--- MATERIALS PROVIDED Enclosed Below ---
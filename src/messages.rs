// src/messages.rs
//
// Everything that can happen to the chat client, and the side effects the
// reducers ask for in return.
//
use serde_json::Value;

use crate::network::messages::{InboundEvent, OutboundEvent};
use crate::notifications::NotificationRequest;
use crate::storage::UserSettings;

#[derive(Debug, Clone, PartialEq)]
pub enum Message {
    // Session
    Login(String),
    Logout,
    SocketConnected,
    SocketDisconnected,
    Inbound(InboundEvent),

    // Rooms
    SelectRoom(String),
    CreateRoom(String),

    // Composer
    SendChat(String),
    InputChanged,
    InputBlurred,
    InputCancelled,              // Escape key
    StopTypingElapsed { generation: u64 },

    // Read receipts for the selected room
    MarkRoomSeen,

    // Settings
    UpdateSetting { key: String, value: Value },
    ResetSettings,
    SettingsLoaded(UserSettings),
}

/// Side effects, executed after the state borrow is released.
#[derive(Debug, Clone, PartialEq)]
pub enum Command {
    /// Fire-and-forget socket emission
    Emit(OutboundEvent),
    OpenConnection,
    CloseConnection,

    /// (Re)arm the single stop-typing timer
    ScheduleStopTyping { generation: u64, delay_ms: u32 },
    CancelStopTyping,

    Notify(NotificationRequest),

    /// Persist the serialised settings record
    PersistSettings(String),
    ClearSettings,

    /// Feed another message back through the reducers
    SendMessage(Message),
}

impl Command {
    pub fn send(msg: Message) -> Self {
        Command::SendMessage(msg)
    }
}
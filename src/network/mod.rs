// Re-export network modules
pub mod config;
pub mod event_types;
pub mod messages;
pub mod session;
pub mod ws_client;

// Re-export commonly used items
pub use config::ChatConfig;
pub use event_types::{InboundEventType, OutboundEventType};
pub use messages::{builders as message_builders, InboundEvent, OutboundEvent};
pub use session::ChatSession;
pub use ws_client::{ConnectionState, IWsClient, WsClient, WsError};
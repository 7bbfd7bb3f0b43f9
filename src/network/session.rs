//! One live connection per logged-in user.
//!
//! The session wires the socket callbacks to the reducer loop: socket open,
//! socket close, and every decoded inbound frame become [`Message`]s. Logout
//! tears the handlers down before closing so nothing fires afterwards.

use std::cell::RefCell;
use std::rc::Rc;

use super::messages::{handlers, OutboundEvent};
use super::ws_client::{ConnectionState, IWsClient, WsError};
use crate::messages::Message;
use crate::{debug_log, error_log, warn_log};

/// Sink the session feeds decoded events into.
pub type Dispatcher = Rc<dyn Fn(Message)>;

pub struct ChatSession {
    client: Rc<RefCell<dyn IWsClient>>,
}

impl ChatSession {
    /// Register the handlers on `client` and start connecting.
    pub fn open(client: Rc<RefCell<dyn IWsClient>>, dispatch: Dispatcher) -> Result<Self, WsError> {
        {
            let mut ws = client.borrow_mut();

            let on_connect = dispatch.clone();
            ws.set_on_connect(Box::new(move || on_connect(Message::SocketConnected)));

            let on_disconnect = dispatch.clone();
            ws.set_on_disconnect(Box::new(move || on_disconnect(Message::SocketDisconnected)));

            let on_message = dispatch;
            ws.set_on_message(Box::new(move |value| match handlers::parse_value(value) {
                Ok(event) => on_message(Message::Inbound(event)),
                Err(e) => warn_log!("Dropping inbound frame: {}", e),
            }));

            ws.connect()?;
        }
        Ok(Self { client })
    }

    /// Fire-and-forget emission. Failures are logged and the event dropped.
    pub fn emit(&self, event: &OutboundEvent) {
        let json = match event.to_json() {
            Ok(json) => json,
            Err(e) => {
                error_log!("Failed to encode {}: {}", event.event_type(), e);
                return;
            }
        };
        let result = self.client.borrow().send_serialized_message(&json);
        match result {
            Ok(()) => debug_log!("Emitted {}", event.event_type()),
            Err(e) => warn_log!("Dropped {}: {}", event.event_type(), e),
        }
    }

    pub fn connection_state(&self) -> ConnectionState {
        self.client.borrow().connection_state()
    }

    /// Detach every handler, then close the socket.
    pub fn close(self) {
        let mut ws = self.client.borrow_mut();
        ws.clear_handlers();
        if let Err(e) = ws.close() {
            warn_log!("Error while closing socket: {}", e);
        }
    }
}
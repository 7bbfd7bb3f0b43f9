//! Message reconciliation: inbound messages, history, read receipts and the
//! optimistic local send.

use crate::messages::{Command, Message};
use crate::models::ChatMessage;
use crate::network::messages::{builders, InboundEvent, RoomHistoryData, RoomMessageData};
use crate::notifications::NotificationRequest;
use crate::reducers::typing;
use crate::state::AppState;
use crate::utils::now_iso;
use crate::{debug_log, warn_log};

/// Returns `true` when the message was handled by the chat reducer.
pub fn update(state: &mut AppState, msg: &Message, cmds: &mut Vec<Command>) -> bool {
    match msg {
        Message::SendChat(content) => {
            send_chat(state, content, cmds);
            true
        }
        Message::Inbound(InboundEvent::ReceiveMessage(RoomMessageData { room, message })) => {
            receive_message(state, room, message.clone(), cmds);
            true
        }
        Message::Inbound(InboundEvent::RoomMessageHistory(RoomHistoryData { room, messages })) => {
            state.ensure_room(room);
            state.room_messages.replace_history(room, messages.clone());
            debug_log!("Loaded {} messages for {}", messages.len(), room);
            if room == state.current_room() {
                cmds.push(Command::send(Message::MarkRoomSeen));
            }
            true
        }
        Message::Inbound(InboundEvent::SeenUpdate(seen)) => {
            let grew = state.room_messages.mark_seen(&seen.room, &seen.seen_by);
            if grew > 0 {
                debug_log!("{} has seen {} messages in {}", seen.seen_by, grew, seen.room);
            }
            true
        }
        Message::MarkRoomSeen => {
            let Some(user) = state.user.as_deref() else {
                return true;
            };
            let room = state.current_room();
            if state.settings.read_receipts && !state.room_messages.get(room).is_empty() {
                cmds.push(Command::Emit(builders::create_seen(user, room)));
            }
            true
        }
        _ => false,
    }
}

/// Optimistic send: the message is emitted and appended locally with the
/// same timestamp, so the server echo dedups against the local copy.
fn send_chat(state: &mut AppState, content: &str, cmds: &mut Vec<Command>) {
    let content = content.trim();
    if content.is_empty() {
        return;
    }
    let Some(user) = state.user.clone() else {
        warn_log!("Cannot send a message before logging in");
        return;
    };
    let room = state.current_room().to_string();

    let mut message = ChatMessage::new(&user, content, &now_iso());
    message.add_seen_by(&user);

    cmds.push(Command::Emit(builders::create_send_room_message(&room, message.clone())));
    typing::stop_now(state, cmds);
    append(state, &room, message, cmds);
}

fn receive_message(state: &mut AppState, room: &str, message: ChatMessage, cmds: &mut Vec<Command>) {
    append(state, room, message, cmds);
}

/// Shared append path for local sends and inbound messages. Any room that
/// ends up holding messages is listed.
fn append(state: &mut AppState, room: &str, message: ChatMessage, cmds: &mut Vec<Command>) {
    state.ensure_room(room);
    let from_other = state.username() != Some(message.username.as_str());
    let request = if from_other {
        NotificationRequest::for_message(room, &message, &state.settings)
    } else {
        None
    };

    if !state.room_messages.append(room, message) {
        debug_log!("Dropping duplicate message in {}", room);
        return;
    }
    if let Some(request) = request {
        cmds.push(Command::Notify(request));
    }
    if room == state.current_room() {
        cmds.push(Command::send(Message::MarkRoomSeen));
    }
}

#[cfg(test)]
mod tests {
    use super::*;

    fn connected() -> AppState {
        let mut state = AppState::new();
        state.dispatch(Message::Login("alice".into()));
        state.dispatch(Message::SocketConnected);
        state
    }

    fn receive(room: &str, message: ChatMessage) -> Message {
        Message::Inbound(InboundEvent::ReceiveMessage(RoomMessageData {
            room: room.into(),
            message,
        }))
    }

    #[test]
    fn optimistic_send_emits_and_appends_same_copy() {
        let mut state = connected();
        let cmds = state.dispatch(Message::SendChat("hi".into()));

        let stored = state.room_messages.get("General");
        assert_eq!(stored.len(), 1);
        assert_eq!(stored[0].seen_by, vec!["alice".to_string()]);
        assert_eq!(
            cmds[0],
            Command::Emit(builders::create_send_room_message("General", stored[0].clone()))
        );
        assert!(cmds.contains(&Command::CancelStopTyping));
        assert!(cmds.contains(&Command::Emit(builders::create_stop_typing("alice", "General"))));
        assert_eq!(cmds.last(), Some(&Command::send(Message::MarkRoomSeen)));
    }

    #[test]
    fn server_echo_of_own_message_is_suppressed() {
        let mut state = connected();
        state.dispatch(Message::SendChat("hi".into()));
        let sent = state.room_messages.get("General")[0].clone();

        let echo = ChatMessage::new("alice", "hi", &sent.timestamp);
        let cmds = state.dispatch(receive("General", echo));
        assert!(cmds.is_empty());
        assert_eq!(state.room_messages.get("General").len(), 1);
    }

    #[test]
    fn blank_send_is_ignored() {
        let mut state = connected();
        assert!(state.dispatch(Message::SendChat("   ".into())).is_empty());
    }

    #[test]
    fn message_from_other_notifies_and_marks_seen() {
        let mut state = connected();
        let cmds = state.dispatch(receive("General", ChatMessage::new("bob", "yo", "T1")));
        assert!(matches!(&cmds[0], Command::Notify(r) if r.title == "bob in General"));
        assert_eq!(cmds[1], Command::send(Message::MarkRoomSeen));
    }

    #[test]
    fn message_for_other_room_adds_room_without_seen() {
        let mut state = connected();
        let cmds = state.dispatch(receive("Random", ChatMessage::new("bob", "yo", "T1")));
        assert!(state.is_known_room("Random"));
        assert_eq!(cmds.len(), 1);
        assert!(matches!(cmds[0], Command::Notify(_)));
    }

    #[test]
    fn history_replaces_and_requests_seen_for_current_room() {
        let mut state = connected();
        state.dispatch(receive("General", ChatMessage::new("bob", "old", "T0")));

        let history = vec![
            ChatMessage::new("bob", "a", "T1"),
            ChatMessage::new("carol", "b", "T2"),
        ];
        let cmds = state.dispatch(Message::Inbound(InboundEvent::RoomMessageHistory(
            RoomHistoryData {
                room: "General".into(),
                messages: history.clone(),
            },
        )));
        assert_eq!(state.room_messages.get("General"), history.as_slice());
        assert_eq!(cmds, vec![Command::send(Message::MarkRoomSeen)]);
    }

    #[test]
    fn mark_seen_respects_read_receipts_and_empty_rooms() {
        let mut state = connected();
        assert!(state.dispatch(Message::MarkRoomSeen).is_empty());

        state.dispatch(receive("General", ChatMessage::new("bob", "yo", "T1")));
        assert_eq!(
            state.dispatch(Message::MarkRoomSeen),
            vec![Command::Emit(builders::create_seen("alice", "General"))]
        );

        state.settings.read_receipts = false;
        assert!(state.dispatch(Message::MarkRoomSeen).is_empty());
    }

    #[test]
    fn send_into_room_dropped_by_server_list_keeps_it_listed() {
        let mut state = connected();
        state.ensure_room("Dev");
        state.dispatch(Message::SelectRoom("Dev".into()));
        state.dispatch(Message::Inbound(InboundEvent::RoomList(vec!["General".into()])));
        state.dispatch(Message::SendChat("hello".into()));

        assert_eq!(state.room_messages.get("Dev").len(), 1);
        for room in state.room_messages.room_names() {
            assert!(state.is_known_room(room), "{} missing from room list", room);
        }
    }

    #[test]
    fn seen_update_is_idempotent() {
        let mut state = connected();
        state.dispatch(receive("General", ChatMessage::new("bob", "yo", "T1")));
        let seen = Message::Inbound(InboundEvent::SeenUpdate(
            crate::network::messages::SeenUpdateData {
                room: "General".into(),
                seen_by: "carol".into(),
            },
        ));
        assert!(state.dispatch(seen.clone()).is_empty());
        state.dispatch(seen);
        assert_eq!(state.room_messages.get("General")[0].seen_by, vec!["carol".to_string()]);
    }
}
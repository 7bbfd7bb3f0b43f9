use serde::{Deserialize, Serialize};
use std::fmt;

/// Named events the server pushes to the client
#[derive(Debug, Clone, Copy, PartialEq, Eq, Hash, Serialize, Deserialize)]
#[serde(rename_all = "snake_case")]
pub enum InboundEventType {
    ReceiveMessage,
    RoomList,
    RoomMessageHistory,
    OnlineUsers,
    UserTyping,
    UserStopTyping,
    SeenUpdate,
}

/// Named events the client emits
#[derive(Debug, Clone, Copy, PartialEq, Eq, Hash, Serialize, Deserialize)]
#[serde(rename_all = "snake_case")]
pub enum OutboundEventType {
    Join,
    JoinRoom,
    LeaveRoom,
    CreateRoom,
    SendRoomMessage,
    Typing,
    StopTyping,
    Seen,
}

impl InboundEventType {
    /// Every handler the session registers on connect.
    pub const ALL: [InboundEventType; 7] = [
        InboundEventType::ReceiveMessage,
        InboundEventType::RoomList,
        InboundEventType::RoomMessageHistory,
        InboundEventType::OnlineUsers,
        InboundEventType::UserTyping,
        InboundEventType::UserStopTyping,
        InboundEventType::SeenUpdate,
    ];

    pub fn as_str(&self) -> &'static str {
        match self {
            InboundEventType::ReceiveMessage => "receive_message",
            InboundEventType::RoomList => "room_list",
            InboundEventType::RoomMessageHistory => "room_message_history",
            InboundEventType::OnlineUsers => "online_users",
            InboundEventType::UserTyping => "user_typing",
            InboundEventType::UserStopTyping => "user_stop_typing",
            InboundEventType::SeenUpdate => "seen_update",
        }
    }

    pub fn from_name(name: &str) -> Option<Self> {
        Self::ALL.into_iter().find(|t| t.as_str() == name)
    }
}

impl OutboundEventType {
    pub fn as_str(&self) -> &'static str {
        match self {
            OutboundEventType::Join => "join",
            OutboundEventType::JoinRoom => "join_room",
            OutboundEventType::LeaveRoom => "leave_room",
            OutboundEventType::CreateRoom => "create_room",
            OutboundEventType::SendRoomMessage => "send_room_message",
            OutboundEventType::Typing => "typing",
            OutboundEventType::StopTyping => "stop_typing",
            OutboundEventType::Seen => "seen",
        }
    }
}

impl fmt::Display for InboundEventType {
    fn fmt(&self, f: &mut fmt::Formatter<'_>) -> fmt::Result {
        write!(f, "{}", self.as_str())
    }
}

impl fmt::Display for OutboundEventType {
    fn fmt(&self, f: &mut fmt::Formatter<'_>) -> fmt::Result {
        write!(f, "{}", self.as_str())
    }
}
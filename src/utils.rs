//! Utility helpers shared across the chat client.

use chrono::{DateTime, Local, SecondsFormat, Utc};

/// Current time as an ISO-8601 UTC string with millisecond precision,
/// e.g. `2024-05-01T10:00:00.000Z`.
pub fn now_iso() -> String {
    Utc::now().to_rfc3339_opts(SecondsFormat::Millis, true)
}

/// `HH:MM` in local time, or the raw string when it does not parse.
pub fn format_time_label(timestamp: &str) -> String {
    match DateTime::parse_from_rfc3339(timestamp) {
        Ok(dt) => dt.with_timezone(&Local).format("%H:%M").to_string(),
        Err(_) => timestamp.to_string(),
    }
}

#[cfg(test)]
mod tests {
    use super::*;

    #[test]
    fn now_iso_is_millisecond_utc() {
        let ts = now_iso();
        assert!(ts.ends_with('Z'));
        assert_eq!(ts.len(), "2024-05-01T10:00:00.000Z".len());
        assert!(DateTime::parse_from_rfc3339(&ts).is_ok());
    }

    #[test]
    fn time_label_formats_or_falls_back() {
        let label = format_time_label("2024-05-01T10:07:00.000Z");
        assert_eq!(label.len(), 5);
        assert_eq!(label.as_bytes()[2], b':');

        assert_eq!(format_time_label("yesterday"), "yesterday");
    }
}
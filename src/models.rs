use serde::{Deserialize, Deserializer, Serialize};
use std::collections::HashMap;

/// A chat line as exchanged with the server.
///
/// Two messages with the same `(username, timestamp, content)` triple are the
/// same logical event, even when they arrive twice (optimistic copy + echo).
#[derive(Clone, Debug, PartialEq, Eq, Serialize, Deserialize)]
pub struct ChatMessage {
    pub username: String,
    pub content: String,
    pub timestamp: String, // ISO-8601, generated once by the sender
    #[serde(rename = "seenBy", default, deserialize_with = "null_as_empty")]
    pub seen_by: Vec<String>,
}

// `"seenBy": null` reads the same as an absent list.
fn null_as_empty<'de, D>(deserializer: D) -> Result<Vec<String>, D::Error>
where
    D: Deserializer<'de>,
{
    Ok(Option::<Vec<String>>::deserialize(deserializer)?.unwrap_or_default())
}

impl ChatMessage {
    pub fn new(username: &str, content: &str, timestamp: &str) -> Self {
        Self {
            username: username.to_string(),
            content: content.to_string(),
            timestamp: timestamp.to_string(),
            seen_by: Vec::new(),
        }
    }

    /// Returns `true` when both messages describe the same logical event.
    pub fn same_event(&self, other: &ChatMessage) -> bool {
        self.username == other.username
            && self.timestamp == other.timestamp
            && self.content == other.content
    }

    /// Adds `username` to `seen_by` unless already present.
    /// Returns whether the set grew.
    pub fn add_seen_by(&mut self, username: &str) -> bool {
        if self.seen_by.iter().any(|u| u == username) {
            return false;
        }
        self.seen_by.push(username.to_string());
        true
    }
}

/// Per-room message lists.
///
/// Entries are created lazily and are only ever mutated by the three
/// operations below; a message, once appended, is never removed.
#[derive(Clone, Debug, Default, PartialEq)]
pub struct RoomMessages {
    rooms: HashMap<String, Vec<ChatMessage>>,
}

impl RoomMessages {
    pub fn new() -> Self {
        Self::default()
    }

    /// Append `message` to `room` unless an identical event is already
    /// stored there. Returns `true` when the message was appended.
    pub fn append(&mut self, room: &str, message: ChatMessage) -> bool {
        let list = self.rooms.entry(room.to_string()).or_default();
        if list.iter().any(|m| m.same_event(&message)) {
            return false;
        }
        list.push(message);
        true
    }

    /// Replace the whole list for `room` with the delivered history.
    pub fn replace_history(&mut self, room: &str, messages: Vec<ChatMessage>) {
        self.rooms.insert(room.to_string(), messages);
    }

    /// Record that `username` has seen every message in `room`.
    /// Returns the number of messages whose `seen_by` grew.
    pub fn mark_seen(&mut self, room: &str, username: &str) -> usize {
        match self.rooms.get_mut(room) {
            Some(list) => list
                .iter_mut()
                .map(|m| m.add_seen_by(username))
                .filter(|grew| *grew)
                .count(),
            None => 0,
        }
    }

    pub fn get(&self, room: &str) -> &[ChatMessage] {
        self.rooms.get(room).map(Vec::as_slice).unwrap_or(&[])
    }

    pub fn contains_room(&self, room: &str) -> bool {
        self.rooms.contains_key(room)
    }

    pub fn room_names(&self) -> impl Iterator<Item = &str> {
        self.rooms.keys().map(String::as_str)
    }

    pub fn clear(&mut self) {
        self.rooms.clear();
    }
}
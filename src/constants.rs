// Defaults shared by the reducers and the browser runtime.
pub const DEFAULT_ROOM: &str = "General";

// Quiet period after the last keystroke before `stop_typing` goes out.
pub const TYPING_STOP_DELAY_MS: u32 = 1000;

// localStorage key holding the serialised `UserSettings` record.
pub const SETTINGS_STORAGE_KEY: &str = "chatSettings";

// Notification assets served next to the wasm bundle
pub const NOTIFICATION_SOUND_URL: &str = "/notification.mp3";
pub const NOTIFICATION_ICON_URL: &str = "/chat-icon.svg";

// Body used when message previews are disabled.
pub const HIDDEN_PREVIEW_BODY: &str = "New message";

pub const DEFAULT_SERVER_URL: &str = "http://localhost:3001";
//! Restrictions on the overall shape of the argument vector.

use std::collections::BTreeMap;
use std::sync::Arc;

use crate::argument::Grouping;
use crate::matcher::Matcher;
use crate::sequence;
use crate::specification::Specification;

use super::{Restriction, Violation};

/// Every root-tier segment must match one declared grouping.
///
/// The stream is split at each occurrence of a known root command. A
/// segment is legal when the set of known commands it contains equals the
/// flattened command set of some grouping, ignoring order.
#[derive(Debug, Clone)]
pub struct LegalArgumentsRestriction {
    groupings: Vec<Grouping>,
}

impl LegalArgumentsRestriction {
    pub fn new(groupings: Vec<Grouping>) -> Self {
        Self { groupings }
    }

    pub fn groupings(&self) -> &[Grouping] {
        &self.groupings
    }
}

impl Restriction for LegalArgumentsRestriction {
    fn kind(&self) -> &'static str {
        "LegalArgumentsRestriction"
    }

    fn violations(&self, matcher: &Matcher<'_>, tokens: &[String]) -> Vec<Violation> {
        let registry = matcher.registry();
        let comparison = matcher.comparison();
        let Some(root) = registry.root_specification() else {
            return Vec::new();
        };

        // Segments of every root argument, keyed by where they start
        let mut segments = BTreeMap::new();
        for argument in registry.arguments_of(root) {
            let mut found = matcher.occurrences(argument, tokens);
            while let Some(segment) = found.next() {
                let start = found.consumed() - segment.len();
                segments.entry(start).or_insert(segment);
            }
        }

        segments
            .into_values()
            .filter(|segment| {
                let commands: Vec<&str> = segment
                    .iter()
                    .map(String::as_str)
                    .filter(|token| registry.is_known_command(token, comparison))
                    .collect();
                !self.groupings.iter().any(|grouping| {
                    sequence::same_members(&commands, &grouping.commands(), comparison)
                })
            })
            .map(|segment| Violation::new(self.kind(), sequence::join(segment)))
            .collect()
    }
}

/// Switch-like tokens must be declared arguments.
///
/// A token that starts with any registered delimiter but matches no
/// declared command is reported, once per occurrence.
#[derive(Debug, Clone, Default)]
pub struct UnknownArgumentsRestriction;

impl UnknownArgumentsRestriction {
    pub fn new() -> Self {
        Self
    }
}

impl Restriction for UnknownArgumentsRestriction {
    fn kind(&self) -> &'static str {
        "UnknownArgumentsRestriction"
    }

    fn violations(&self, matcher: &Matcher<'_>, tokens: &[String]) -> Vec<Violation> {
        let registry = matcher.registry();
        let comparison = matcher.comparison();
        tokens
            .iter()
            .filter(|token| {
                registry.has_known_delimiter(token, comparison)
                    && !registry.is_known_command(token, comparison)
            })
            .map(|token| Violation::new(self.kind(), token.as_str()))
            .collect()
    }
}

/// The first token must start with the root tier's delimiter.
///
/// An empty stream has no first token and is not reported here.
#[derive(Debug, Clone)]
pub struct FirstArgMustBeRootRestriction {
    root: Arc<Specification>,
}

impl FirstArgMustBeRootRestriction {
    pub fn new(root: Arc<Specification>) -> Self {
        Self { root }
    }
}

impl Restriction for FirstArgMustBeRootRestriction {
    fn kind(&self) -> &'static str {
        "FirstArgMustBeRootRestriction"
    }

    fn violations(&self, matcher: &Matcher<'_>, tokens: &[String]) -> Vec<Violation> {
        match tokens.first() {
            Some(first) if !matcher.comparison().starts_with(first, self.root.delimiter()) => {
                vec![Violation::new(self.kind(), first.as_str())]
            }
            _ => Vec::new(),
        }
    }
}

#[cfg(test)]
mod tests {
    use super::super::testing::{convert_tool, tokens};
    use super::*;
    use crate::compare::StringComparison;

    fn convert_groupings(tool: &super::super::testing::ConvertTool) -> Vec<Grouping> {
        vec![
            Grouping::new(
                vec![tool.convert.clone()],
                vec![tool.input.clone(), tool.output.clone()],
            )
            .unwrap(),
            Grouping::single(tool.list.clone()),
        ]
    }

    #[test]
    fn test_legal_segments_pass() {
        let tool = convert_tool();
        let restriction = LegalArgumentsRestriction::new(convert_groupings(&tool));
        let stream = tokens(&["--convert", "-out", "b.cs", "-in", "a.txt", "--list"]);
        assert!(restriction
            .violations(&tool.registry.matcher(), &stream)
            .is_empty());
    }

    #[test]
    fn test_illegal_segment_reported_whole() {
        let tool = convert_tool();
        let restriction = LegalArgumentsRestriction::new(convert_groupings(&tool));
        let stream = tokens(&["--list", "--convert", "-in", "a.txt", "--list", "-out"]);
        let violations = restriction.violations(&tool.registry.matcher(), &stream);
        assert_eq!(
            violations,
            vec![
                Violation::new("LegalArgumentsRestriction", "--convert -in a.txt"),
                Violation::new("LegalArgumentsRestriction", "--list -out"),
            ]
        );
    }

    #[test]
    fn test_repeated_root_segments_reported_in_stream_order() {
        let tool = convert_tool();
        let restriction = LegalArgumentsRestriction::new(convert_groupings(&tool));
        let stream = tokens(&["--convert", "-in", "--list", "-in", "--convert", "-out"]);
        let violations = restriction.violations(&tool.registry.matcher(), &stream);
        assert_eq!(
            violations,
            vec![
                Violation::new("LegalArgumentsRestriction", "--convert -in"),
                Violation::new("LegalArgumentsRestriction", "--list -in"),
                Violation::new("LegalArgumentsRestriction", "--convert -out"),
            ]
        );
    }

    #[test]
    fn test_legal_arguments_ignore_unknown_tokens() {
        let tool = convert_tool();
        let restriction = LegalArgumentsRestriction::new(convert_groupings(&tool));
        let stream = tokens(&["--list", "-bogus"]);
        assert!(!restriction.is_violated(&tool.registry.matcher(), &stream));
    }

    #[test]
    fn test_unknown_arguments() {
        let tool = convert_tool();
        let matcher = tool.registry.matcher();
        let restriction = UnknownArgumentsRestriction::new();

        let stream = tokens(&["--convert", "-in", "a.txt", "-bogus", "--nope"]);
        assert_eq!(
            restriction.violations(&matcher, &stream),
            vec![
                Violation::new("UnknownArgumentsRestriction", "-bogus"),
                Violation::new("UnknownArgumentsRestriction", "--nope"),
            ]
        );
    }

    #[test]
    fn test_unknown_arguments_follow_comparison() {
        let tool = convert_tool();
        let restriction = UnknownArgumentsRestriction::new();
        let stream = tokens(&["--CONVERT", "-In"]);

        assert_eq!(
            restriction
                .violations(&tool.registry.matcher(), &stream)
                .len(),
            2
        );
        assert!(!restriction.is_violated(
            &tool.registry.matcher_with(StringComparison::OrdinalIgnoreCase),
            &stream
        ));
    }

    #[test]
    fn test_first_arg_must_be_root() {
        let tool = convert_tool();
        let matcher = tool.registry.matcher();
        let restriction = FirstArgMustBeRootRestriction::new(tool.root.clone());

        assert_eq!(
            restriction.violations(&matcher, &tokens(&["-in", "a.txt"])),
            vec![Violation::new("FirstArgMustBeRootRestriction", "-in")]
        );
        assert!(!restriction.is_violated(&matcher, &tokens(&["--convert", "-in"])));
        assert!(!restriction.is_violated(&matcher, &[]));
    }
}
--- End of Enclosed MATERIALS PROVIDED ---
**REQUIREMENT:**
Which lines above contain the word "UnknownArgumentsRestriction"? Copy each one.

**SOLUTION:**
pub struct UnknownArgumentsRestriction;
impl UnknownArgumentsRestriction {
impl Restriction for UnknownArgumentsRestriction {
        "UnknownArgumentsRestriction"
        let restriction = UnknownArgumentsRestriction::new();
                Violation::new("UnknownArgumentsRestriction", "-bogus"),
                Violation::new("UnknownArgumentsRestriction", "--nope"),
        let restriction = UnknownArgumentsRestriction::new();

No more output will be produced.